What the exercise asks ▸ Return, exactly as written, every line from the first line of the data below through the line that contains "with nothing checked".

Source data ▸
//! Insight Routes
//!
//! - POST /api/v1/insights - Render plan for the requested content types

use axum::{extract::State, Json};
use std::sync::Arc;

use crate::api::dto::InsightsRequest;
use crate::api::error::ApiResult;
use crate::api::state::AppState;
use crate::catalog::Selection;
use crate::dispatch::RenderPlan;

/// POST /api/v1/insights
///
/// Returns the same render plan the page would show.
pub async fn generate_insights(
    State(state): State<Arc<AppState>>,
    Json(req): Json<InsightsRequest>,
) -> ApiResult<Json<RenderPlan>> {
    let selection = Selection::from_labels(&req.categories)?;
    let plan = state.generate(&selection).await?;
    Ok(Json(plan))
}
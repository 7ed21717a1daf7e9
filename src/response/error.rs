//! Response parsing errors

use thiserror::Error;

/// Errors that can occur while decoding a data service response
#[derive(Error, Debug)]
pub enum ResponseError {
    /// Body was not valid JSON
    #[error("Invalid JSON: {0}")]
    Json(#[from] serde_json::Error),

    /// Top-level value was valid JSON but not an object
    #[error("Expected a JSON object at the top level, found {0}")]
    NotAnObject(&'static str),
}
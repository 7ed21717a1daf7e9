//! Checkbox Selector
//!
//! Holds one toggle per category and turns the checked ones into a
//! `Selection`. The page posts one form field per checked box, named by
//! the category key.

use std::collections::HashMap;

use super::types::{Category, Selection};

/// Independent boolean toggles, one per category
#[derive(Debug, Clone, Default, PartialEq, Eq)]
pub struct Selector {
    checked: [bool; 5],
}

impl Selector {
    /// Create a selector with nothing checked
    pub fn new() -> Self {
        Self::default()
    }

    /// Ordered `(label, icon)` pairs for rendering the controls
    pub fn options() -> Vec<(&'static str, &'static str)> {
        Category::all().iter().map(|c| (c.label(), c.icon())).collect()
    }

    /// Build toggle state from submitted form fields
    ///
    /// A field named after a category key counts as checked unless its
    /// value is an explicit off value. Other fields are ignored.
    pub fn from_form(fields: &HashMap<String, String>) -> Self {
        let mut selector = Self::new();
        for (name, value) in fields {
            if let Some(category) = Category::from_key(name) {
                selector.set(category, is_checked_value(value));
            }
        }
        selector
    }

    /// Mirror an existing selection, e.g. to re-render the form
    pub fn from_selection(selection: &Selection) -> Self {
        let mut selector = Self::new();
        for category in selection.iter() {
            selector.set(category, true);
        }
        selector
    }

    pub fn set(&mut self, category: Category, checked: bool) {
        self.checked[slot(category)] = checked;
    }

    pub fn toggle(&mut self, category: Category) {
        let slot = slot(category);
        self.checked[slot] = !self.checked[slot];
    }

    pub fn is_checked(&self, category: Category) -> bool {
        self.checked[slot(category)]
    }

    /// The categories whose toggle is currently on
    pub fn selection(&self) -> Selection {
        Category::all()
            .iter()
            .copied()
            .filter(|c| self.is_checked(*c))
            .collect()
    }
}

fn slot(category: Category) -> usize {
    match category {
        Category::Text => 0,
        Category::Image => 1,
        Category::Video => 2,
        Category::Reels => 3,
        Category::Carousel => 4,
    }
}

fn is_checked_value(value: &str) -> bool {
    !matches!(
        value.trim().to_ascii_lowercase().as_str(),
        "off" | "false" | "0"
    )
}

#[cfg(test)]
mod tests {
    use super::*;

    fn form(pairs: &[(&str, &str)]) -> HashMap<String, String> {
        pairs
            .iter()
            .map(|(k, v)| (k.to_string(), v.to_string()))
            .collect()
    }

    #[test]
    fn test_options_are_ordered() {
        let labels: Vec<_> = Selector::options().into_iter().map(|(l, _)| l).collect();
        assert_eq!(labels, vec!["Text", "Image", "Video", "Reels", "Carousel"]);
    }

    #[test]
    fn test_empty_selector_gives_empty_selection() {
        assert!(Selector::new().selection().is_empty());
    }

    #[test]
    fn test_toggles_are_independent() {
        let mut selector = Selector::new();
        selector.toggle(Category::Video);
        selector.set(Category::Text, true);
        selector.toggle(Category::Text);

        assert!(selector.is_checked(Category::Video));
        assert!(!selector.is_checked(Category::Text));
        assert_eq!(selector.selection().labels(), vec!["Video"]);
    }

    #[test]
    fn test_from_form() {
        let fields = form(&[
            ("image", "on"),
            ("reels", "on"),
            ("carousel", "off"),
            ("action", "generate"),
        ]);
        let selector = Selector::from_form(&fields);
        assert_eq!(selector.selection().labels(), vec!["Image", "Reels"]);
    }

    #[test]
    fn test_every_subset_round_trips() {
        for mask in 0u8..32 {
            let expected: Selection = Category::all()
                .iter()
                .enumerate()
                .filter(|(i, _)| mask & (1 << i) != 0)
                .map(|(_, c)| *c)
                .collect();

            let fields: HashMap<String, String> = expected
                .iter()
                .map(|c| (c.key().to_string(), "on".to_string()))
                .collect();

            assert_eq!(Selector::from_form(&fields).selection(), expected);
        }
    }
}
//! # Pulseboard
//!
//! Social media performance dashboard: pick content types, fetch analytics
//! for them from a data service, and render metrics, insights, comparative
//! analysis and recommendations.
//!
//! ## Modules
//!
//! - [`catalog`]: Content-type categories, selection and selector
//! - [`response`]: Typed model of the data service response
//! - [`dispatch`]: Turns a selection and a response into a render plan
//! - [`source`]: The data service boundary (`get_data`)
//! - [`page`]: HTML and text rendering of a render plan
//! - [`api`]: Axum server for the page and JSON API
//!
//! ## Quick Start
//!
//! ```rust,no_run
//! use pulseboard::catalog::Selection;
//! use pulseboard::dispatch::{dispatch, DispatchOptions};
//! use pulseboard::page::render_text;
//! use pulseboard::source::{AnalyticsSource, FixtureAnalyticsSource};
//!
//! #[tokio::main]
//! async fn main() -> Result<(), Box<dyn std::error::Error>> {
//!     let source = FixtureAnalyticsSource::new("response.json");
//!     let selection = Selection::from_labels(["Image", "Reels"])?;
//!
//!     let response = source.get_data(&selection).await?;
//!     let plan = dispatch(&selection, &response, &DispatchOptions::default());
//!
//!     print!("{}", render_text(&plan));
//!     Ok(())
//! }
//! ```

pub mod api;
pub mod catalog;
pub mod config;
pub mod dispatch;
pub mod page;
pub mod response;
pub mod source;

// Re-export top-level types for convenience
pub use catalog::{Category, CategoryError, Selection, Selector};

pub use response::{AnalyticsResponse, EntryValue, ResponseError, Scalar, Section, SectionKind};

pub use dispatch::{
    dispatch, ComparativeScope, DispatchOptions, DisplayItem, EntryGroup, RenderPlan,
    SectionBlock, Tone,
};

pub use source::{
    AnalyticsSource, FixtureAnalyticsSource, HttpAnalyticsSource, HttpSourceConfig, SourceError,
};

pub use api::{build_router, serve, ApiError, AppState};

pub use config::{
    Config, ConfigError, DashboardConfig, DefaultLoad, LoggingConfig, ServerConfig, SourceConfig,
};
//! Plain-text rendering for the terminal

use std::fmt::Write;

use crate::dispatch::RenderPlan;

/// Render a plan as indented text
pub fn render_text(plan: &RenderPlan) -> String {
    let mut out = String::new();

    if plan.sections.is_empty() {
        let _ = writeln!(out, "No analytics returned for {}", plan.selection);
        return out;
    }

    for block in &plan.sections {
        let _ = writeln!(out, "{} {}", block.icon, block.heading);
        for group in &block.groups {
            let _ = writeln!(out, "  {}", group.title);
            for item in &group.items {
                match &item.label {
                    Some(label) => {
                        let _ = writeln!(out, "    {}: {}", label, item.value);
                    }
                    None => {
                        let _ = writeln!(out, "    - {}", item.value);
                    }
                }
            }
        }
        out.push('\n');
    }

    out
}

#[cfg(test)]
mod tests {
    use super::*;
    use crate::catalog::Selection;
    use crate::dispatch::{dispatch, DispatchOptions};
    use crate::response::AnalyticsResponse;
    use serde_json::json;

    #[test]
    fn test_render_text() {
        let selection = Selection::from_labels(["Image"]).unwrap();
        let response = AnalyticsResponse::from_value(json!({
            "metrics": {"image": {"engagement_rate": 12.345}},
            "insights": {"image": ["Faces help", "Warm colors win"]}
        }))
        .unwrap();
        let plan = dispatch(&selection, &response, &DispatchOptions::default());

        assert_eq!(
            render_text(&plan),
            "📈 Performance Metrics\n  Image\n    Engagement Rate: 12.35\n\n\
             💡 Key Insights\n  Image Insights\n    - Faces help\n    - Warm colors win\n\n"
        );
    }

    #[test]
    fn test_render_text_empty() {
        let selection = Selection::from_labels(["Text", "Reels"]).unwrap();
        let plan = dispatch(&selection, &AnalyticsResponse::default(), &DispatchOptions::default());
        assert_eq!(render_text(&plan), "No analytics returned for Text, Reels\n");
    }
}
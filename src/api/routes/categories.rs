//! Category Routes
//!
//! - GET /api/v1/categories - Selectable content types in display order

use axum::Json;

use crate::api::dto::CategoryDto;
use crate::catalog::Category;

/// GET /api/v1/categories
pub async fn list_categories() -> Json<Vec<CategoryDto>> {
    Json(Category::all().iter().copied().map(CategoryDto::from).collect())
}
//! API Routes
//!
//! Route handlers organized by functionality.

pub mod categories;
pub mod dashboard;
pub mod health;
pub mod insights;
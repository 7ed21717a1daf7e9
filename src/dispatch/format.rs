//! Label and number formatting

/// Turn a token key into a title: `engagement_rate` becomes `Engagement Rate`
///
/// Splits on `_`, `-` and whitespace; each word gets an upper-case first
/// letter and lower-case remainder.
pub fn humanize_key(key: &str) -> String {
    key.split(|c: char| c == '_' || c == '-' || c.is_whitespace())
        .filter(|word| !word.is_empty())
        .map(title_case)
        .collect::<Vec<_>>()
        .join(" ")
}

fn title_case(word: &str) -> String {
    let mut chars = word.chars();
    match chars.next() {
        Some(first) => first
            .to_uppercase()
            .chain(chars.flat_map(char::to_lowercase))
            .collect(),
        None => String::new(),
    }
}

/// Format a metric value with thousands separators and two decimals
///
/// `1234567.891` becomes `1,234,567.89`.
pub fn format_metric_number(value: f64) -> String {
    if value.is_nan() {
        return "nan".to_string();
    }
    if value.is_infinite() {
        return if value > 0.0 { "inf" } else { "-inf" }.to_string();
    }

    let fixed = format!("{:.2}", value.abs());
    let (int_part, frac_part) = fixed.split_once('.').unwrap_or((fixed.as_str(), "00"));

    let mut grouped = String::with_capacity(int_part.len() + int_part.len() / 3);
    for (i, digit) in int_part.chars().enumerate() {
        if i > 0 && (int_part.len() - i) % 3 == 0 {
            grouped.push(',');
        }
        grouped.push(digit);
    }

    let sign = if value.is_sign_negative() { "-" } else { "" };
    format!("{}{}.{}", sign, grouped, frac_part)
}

Answer space ▸
//! Insight Routes
//!
//! - POST /api/v1/insights - Render plan for the requested content types

use axum::{extract::State, Json};
use std::sync::Arc;

use crate::api::dto::InsightsRequest;
use crate::api::error::ApiResult;
use crate::api::state::AppState;
use crate::catalog::Selection;
use crate::dispatch::RenderPlan;

/// POST /api/v1/insights
///
/// Returns the same render plan the page would show.
pub async fn generate_insights(
    State(state): State<Arc<AppState>>,
    Json(req): Json<InsightsRequest>,
) -> ApiResult<Json<RenderPlan>> {
    let selection = Selection::from_labels(&req.categories)?;
    let plan = state.generate(&selection).await?;
    Ok(Json(plan))
}
repository 7ed21717a1daf7e9
filename src/response/error.rs
//! Response parsing errors

use thiserror::Error;

/// Errors that can occur while decoding a data service response
#[derive(Error, Debug)]
pub enum ResponseError {
    /// Body was not valid JSON
    #[error("Invalid JSON: {0}")]
    Json(#[from] serde_json::Error),

    /// Top-level value was valid JSON but not an object
    #[error("Expected a JSON object at the top level, found {0}")]
    NotAnObject(&'static str),
}
repository 7ed21717a1daf7e9
//! Checkbox Selector
//!
//! Holds one toggle per category and turns the checked ones into a
//! `Selection`. The page posts one form field per checked box, named by
//! the category key.

use std::collections::HashMap;

use super::types::{Category, Selection};

/// Independent boolean toggles, one per category
#[derive(Debug, Clone, Default, PartialEq, Eq)]
pub struct Selector {
    checked: [bool; 5],
}

impl Selector {
    /// Create a selector with nothing checked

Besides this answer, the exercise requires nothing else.